**INSTRUCTIONS FOR THE TASK:**
All lines that hold the string "format" should be copied. Find them in the listing below.

**TASK INPUT:**
Content starts

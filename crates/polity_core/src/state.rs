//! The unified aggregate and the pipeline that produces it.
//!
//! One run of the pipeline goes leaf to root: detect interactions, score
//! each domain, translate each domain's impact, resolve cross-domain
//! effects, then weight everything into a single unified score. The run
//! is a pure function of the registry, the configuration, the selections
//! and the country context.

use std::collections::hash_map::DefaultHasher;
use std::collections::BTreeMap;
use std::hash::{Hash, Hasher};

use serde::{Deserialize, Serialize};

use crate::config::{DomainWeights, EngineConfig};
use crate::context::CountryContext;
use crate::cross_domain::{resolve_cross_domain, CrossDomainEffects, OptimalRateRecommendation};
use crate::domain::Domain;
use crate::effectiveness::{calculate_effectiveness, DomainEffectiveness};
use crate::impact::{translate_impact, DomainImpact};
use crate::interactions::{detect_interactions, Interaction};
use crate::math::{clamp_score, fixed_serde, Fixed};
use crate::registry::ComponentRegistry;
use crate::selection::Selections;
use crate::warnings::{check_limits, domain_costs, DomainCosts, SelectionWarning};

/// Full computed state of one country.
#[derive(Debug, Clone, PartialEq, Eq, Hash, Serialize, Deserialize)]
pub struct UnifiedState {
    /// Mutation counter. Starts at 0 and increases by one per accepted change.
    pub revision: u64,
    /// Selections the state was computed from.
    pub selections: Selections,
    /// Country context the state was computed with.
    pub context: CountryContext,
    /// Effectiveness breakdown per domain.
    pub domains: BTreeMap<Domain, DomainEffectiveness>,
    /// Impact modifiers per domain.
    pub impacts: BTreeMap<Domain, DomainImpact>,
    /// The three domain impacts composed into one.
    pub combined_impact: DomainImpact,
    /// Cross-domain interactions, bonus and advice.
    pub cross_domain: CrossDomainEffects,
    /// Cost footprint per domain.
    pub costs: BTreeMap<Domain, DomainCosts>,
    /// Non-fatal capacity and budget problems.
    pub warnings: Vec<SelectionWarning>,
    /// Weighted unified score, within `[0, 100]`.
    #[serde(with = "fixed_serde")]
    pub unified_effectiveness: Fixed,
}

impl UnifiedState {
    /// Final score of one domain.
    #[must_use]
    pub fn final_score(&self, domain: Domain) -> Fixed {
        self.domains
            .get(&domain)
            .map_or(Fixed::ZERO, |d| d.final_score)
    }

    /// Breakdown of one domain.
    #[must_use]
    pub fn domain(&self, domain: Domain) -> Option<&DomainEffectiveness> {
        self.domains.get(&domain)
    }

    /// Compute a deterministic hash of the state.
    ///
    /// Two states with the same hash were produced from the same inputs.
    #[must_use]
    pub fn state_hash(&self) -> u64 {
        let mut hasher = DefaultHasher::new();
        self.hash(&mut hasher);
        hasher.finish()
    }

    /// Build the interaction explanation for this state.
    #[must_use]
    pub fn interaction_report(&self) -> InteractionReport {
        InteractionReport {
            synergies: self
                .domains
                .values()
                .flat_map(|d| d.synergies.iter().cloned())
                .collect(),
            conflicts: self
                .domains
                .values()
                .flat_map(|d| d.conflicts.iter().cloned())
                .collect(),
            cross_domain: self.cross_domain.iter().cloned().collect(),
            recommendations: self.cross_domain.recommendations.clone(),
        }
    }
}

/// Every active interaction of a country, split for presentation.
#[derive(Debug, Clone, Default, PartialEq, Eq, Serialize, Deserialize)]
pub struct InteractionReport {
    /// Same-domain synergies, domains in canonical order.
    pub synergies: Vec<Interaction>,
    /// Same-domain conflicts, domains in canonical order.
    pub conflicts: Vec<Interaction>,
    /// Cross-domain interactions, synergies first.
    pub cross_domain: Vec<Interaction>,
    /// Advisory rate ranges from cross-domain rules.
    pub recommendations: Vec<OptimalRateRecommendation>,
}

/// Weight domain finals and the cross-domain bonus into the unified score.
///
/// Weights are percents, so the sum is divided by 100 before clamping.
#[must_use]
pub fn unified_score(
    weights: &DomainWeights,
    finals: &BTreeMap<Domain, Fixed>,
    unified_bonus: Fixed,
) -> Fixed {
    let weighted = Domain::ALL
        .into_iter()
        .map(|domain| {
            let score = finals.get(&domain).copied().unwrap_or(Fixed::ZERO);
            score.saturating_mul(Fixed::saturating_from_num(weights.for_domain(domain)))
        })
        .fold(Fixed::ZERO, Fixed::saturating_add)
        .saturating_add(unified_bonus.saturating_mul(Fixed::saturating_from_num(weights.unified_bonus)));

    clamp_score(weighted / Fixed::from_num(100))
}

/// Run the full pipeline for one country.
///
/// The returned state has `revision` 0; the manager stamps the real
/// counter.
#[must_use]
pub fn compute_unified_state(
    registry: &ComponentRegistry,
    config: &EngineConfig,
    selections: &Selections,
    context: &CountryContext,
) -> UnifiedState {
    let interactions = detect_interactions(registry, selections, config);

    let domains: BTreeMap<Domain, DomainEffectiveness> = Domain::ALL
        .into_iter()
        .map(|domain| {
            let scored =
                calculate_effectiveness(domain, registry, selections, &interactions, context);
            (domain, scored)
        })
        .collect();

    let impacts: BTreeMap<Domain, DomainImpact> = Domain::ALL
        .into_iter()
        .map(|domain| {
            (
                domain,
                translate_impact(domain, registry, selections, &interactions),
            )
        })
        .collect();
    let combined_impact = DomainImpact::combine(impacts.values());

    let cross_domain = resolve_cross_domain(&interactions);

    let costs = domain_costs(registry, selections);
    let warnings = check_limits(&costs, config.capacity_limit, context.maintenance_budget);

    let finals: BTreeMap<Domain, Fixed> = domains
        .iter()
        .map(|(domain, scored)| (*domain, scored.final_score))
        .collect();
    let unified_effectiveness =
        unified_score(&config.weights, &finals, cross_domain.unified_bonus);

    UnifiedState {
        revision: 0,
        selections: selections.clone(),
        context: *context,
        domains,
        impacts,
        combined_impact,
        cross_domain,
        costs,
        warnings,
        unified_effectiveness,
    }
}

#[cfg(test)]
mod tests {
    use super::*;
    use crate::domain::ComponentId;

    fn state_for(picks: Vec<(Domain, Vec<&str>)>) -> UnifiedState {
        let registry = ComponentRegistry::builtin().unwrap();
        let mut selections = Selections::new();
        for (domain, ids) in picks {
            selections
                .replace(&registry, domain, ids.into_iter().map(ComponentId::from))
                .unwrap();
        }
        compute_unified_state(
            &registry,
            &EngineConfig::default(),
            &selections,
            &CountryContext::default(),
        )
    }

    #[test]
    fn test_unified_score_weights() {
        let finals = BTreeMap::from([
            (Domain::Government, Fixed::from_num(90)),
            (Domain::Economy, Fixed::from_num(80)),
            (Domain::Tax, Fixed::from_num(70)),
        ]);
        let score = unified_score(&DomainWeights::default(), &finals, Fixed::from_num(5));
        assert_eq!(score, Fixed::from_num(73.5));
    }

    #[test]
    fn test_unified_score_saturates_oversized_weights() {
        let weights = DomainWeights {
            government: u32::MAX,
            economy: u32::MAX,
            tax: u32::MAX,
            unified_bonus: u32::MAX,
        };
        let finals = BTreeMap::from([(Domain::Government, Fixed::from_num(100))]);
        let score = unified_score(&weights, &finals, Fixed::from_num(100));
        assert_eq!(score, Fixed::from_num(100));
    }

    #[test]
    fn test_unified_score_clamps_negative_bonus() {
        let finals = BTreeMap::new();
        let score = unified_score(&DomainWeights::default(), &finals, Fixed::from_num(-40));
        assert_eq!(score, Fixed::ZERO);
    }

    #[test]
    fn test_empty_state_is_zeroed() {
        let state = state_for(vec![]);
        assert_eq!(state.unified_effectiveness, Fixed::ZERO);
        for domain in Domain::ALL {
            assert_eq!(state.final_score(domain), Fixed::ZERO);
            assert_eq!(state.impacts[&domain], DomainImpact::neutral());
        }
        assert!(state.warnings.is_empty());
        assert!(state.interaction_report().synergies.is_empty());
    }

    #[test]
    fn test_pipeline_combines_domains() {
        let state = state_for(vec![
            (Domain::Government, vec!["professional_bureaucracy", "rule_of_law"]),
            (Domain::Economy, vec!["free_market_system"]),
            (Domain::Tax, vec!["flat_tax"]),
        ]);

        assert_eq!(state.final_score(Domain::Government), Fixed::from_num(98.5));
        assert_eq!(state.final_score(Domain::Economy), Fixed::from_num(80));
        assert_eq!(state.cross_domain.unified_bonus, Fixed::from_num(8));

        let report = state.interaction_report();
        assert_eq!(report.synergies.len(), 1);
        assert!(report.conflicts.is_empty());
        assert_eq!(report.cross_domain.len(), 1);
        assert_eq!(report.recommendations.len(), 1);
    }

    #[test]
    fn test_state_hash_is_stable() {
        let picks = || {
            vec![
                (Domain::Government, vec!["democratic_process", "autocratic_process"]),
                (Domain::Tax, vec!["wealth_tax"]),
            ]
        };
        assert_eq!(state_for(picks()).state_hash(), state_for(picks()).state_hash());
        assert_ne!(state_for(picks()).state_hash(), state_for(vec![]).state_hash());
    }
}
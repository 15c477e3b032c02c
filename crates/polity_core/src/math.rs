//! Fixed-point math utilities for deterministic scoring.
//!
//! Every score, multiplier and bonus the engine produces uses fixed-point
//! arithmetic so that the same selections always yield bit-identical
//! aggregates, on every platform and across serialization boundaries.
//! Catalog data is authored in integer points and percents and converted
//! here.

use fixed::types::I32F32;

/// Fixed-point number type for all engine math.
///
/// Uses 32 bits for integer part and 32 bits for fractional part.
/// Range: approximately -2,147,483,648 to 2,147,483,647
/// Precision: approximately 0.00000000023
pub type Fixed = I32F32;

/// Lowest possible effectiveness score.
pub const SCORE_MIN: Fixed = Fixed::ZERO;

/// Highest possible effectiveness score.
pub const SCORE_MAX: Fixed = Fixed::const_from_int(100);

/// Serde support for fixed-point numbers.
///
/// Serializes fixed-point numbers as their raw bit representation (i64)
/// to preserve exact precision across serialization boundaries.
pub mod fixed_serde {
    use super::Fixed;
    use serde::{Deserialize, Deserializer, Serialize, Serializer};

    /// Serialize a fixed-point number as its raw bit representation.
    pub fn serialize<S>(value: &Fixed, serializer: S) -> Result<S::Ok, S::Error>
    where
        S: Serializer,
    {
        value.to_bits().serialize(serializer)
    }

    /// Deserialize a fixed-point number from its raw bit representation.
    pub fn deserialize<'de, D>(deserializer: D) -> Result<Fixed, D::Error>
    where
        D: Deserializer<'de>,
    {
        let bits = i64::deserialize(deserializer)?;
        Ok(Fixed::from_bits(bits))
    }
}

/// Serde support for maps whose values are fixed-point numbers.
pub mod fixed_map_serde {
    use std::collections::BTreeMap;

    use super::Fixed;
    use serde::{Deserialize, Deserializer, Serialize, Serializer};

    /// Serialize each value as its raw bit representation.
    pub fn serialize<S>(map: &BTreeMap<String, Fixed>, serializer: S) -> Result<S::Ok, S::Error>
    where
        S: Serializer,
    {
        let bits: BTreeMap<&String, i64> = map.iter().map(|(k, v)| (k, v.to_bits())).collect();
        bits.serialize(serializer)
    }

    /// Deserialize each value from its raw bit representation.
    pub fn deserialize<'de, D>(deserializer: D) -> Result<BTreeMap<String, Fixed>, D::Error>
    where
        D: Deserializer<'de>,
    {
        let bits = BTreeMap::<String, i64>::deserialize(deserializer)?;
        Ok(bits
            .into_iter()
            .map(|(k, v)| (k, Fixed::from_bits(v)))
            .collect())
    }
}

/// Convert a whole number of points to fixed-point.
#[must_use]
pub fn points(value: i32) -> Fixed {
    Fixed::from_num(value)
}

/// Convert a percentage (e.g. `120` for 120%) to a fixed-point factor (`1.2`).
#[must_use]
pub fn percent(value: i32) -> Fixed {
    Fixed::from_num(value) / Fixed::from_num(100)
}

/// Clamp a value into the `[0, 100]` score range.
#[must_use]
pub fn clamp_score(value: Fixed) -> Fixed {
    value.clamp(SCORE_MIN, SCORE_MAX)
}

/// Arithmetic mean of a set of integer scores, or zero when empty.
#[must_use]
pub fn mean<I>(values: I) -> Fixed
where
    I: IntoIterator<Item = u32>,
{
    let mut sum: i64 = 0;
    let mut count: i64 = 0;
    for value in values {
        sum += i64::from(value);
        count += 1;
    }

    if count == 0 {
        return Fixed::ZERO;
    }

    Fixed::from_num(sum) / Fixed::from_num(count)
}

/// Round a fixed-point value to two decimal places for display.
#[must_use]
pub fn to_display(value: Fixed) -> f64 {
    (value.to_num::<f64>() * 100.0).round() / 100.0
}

Content ends
Content starts

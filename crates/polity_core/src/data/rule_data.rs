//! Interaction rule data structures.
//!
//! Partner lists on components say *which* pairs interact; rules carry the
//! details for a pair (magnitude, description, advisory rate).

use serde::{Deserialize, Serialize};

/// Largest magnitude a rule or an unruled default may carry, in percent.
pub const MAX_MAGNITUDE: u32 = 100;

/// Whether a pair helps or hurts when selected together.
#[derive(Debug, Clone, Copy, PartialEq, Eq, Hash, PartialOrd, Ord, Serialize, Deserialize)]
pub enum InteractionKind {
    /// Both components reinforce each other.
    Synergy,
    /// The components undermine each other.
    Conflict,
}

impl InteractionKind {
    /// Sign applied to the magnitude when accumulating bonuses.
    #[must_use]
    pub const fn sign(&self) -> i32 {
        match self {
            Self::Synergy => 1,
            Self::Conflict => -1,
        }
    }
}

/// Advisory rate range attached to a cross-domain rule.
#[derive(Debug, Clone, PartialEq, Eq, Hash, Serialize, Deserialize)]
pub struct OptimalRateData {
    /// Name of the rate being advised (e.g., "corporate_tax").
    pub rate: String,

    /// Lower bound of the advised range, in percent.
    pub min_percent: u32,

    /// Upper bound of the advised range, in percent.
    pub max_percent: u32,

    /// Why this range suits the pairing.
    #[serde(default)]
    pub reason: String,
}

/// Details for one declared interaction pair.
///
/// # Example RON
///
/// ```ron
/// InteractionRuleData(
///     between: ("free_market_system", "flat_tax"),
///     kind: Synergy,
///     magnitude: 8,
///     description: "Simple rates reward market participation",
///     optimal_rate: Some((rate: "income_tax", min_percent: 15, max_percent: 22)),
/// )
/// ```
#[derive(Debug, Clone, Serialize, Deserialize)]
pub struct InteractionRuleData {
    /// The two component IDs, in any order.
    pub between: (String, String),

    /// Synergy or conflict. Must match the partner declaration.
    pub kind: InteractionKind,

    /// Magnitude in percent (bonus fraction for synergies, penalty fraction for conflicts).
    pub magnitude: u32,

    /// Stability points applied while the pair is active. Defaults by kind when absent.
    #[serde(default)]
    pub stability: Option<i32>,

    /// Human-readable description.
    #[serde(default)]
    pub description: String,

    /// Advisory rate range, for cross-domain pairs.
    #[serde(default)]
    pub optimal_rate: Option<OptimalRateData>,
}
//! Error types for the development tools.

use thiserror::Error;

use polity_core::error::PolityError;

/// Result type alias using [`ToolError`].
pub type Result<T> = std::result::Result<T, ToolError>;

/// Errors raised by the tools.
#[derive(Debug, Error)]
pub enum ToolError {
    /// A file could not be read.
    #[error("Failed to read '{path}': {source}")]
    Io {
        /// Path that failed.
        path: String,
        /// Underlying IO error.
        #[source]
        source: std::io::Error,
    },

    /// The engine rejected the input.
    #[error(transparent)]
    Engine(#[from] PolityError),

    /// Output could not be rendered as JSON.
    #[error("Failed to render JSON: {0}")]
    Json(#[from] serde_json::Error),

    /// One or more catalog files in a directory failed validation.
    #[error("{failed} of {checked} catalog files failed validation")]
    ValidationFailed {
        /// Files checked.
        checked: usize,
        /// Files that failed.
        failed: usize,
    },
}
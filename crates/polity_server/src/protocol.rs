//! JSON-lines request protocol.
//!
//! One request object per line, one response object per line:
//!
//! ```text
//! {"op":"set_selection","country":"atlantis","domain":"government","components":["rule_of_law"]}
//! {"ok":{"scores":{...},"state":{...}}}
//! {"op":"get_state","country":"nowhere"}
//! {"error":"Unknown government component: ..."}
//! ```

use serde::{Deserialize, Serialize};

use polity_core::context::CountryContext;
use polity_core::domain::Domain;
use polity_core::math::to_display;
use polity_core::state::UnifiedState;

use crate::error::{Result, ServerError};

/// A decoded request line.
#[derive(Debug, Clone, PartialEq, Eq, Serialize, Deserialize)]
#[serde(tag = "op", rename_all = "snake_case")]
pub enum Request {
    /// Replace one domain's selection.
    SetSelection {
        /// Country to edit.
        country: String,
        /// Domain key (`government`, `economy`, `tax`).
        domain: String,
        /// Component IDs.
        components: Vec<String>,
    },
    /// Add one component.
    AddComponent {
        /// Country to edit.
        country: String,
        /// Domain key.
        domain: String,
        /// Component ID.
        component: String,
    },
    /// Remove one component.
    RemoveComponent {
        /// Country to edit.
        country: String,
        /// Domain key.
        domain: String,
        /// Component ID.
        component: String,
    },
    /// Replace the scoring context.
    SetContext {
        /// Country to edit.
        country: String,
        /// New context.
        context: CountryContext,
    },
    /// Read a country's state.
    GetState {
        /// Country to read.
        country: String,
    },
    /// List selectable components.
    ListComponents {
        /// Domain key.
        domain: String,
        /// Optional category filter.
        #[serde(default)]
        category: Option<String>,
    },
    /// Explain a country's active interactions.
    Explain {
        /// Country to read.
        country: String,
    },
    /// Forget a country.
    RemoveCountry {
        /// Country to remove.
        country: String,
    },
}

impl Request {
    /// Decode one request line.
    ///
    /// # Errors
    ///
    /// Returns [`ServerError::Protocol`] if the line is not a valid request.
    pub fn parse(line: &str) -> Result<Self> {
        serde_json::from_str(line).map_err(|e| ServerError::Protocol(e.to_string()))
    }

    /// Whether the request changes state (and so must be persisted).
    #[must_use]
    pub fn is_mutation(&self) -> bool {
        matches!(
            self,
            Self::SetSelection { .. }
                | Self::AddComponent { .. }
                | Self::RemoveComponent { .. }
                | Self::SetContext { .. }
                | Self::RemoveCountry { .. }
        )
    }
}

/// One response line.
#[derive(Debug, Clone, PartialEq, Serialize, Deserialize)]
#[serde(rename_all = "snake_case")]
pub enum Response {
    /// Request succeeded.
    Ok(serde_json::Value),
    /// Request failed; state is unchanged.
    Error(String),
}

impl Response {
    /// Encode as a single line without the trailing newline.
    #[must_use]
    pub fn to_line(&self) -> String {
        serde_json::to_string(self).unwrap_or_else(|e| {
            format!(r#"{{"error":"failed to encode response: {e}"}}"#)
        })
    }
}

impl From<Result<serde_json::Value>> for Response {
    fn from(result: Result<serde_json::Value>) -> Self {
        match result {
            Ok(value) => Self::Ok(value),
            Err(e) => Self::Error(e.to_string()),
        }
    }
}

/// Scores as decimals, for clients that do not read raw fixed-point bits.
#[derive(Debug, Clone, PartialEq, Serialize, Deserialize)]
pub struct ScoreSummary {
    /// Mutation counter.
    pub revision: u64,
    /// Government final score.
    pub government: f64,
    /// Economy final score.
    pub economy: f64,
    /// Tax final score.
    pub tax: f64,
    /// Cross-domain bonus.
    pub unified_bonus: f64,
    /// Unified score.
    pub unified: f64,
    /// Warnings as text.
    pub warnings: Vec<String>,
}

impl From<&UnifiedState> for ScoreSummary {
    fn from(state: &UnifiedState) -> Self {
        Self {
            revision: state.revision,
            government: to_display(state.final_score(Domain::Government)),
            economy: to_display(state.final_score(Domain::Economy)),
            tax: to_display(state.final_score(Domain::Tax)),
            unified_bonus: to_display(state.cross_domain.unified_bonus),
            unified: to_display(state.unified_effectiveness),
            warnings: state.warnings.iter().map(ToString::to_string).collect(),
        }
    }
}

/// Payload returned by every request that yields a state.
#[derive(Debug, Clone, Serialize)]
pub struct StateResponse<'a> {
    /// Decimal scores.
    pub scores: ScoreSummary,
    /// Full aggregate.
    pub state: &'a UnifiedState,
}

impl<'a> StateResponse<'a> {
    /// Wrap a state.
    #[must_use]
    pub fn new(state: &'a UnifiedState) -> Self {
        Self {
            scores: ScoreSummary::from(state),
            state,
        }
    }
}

Content ends
Content starts

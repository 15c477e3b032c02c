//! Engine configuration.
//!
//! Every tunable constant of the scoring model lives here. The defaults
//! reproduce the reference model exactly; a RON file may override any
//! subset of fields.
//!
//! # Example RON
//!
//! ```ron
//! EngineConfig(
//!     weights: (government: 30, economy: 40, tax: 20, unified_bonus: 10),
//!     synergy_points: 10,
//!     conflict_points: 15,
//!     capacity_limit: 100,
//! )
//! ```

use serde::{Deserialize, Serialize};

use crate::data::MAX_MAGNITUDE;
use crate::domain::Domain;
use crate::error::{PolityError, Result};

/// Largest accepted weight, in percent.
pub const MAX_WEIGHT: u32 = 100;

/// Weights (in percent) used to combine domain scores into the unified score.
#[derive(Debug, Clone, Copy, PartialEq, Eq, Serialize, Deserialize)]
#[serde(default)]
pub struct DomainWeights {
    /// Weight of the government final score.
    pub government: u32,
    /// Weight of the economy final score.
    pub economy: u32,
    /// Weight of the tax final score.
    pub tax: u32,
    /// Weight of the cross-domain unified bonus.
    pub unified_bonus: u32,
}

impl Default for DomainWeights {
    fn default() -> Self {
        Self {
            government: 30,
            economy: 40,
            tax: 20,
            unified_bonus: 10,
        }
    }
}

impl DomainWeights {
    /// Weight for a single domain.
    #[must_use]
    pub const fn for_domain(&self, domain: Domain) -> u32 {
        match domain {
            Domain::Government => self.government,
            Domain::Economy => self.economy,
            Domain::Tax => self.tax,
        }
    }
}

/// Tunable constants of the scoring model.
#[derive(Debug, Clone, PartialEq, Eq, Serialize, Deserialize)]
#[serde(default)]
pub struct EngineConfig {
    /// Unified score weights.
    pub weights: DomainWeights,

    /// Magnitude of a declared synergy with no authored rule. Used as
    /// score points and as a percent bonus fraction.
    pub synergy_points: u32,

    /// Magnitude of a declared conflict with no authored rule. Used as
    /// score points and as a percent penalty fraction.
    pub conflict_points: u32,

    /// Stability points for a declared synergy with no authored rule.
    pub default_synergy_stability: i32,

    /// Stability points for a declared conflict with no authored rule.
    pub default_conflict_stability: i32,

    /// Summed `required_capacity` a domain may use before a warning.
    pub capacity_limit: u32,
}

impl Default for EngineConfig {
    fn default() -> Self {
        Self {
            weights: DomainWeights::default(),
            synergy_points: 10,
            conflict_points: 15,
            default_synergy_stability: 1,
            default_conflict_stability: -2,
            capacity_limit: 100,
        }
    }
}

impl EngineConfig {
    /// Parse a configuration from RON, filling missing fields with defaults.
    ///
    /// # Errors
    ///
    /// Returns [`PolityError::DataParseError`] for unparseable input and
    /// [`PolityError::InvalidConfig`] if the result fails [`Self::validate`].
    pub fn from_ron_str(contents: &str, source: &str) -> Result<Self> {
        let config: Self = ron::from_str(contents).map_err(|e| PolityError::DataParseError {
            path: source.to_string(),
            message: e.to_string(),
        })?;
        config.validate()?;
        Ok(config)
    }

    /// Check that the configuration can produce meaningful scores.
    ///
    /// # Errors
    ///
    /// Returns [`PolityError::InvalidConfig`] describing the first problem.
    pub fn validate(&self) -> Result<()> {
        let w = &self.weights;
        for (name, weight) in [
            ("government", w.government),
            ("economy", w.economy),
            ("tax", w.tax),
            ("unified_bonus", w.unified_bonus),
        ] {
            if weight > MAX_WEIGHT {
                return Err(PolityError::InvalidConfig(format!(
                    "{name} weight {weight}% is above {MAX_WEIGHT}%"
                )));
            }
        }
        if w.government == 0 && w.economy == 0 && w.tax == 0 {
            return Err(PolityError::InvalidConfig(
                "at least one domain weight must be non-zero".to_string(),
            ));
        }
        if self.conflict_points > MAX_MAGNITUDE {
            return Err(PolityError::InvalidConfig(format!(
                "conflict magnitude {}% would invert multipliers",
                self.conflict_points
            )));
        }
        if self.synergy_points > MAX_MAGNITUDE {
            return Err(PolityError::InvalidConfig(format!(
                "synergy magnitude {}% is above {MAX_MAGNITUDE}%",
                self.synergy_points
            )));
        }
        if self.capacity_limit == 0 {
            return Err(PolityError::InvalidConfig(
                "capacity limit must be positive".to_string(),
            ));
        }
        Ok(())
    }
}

Content ends

**EXERCISE ANSWER:**
            format!(r#"{{"error":"failed to encode response: {e}"}}"#)
                return Err(PolityError::InvalidConfig(format!(
            return Err(PolityError::InvalidConfig(format!(
            return Err(PolityError::InvalidConfig(format!(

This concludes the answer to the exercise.